We would like to thank Robert Kelly and Margaret Buckingham for providing the 3F-nlacZ-E mouse and the colleagues who made their antibodies available through the Developmental Studies Hybridoma Bank.
This work was supported by the Medical Research Council, European Community (EC) Biotechnology grant BIO4 CT 95-0228, EC Framework 5 QLRT-99-00020, EC Framework 5QLK6-1999-02034, and the British Council/EGIDE Alliance 2000/2001 grant PN 00.172. P.S. Zammit was funded by the Muscular Dystrophy Association and the Medical Research Council. Y. Nagata was funded by the Japan Scholarship Foundation. J.P. Golding was funded by EC Framework 5QLK6-1999-02034 and a Medical Research Council Collaborative Career Development Fellowship in Stem Cell Research. T. Partridge was partially funded by a Winter Fuel Payment from the UK Department for Work and Pensions. The Muscle Cell Biology Group also received support from EC Biotechnology grants BIO4 CT95-0284 and BMH4 CT97-2767 and the Leopold Muller Foundation.
Note added in proof. Recent work by Yablonka-Reuveni and associates (Halevy, O., Y. Piestun, M. Allouh, B. Rosser, Y. Rinkevich, R. Reshef, I. Rozenboim, M. Wleklinski-Lee, and Z. Yablonka-Reuveni. 2004. Dev. Dynam. In Press) is in accordance with our model of satellite cell self-renewal.

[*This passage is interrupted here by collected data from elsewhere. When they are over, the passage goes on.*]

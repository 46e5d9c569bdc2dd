//! World session - owns the ground grid for one run of the game.
//!
//! Loads the save slot on initialize, generates and populates the map once
//! the host is ready, answers location queries, and saves on deinitialize.

use std::time::Instant;

use tracing::{error, info, warn};

use crate::components::{CellType, OccupantHandle, WorldPosition};
use crate::config::SessionConfig;
use crate::error::Result;
use crate::generator::WorldGenerator;
use crate::grid::GridStore;
use crate::lifecycle::{CellLifecycleManager, DestroyOutcome, EventSink, PopulateReport, Spawner};
use crate::persistence::{PersistenceCodec, SaveStats};
use crate::resolver::CoordinateResolver;
use crate::scalars::{TimeSource, WeatherSource, WorldScalars};
use crate::storage::SaveSlot;
use crate::trigger::GenerationTrigger;

/// Result of [`WorldSession::change_type_by_location`].
#[derive(Debug, Clone, Copy, PartialEq, Eq)]
pub enum TypeChange {
    /// The cell is `Empty`; only generation populates it.
    Skipped,
    /// The cell already had the requested type.
    Unchanged,
    /// Type written and any occupant replaced by one of the new type.
    Changed,
    /// Type written and the new occupant attached, but the spawner refused
    /// to destroy the previous one, which is no longer tracked by the grid.
    StaleOccupant(OccupantHandle),
    /// The target was `Empty`, so the cell was destroyed.
    Destroyed(DestroyOutcome),
}

pub struct WorldSession<S, E, P> {
    store: GridStore,
    scalars: WorldScalars,
    spawner: S,
    events: E,
    slot: P,
    trigger: GenerationTrigger,
    generator: WorldGenerator,
    lifecycle: CellLifecycleManager,
    codec: PersistenceCodec,
}

impl<S, E, P> WorldSession<S, E, P>
where
    S: Spawner,
    E: EventSink,
    P: SaveSlot,
{
    /// Start a session and restore whatever the slot holds.
    pub fn initialize(config: &SessionConfig, slot: P, spawner: S, events: E) -> Self {
        let mut session = Self {
            store: GridStore::new(),
            scalars: WorldScalars::default(),
            spawner,
            events,
            slot,
            trigger: GenerationTrigger::new(config.generation_delay()),
            generator: WorldGenerator::new(),
            lifecycle: CellLifecycleManager::new(),
            codec: PersistenceCodec::new(),
        };
        session.load_game();
        session
    }

    fn load_game(&mut self) -> bool {
        match self.codec.read_slot(&self.slot) {
            Ok(Some((store, scalars))) => {
                self.store = store;
                self.scalars = scalars;
                true
            }
            Ok(None) => false,
            Err(e) => {
                error!("Load failed, starting from an empty world: {}", e);
                false
            }
        }
    }

    /// The host world is ready; schedule map generation.
    pub fn signal_ready(&mut self, now: Instant) {
        self.trigger.arm(now);
    }

    /// Main-loop hook. Runs map generation when the deferred trigger fires.
    pub fn tick(&mut self, now: Instant) -> Result<Option<PopulateReport>> {
        if self.trigger.poll(now) {
            return self.generate_map().map(Some);
        }
        Ok(None)
    }

    /// Lay out the default map if nothing was restored, then spawn occupants.
    pub fn generate_map(&mut self) -> Result<PopulateReport> {
        self.generator.generate_if_empty(&mut self.store)?;
        self.lifecycle
            .populate(&mut self.store, &mut self.spawner, &mut self.events)
    }

    /// Write the current state to the slot. On failure the in-memory state
    /// is untouched and the session carries on.
    pub fn save_game(&mut self) -> Result<SaveStats> {
        self.codec
            .write_slot(&mut self.slot, &self.store, &self.scalars)
            .map_err(|e| {
                error!("Save failed: {}", e);
                e
            })
    }

    /// Teardown: drop any pending generation, then save.
    pub fn deinitialize(&mut self) -> Result<SaveStats> {
        self.trigger.cancel();
        self.save_game()
    }

    // ------------------------------------------------------------------
    // Location queries
    // ------------------------------------------------------------------

    pub fn resolver(&self) -> CoordinateResolver {
        CoordinateResolver::for_store(&self.store)
    }

    /// Cell type at a world location; `Empty` when the location is off-grid.
    pub fn get_type_by_location(&self, x: f32, y: f32) -> CellType {
        match self
            .resolver()
            .resolve_index(&self.store, x, y)
            .and_then(|i| self.store.get_type(i))
        {
            Ok(cell_type) => cell_type,
            Err(e) => {
                error!("get_type_by_location: {}", e);
                CellType::Empty
            }
        }
    }

    /// Absolute temperature at a world location: base temperature plus the
    /// cell's delta, saturating at the `i32` range. Off-grid locations are
    /// returned to the caller as `OutOfBounds`.
    pub fn get_temperature_by_location(&self, x: f32, y: f32) -> Result<i32> {
        let index = self
            .resolver()
            .resolve_index(&self.store, x, y)
            .map_err(|e| {
                error!("get_temperature_by_location: {}", e);
                e
            })?;
        let delta = self.store.get_delta_temperature(index)?;
        Ok(self.scalars.base_temperature().saturating_add(delta))
    }

    /// Clear the cell at a world location and destroy its occupant.
    /// Off-grid locations are logged and ignored.
    pub fn destroy_by_location(&mut self, x: f32, y: f32) -> Option<DestroyOutcome> {
        let resolver = self.resolver();
        self.lifecycle
            .destroy_at(&mut self.store, &resolver, &mut self.spawner, x, y)
    }

    /// Change the ground type of a populated cell, replacing its occupant
    /// with one of the new type. Changing to `Empty` is a destroy; empty
    /// cells are left alone.
    ///
    /// The replacement is spawned before anything is written, so a failed
    /// spawn returns the error and leaves the cell as it was.
    pub fn change_type_by_location(
        &mut self,
        x: f32,
        y: f32,
        cell_type: CellType,
    ) -> Result<TypeChange> {
        let (cx, cy) = self.resolver().resolve(x, y)?;
        let index = self.store.index_of(cx, cy)?;

        if cell_type.is_empty() {
            let outcome = self
                .lifecycle
                .destroy_cell(&mut self.store, &mut self.spawner, index)?;
            return Ok(TypeChange::Destroyed(outcome));
        }
        let current = self.store.get_type(index)?;
        if current.is_empty() {
            warn!("Cell ({}, {}) is empty, not converting to {:?}", cx, cy, cell_type);
            return Ok(TypeChange::Skipped);
        }
        if current == cell_type {
            return Ok(TypeChange::Unchanged);
        }

        let mut change = TypeChange::Changed;
        if let Some(old) = self.store.get_occupant(index)? {
            let position = WorldPosition::of_cell(cx, cy, self.store.cell_size());
            let replacement = self.spawner.spawn(cell_type, position).map_err(|e| {
                error!("Respawn at ({}, {}) failed, cell unchanged: {}", cx, cy, e);
                e
            })?;
            self.store.set_occupant(index, Some(replacement))?;
            if !self.spawner.destroy(old) {
                warn!("Old occupant of ({}, {}) could not be destroyed", cx, cy);
                change = TypeChange::StaleOccupant(old);
            }
        }
        self.store.set_type(index, cell_type)?;
        info!("Cell ({}, {}) changed {:?} -> {:?}", cx, cy, current, cell_type);
        Ok(change)
    }

    /// Set the temperature offset of the cell at a world location.
    pub fn set_delta_temperature_by_location(&mut self, x: f32, y: f32, delta: i32) -> Result<()> {
        let index = self.resolver().resolve_index(&self.store, x, y)?;
        self.store.set_delta_temperature(index, delta)
    }

    // ------------------------------------------------------------------
    // Time / weather hand-off
    // ------------------------------------------------------------------

    /// Pull the latest values from the time and weather systems.
    pub fn sync_from(&mut self, time: &dyn TimeSource, weather: &dyn WeatherSource) {
        self.scalars = WorldScalars::capture(time, weather);
    }

    /// Push the restored values into the time and weather systems.
    pub fn sync_into(&self, time: &mut dyn TimeSource, weather: &mut dyn WeatherSource) {
        self.scalars.apply(time, weather);
    }

    // ------------------------------------------------------------------
    // Accessors
    // ------------------------------------------------------------------

    pub fn store(&self) -> &GridStore {
        &self.store
    }

    pub fn scalars(&self) -> &WorldScalars {
        &self.scalars
    }

    pub fn scalars_mut(&mut self) -> &mut WorldScalars {
        &mut self.scalars
    }

    pub fn spawner(&self) -> &S {
        &self.spawner
    }

    pub fn events(&self) -> &E {
        &self.events
    }

    pub fn slot(&self) -> &P {
        &self.slot
    }

    pub fn trigger(&self) -> &GenerationTrigger {
        &self.trigger
    }
}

These authors show that Pax7+ve/MyoD−ve cells can be observed in cultures initiated from wing chicken muscle and that a single cell can give rise to both Pax7+ve/MyoD−ve and Pax7+ve/MyoD+ve progeny.
Y. Nagata's present address is Dept. of Life Sciences, The University of Tokyo, 3-8-1 Komaba, Meguro-ku, Tokyo 153-8902, Japan.
V. Hudon's present address is McGill Cancer Center, 3655 Promenade Sir William Osler, Montreal, Quebec, H3G 1Y6, Canada.
Abbreviations used in this paper: EDL, extensor digitorum longus; MLC, myosin light chain; MRF, myogenic regulatory factor.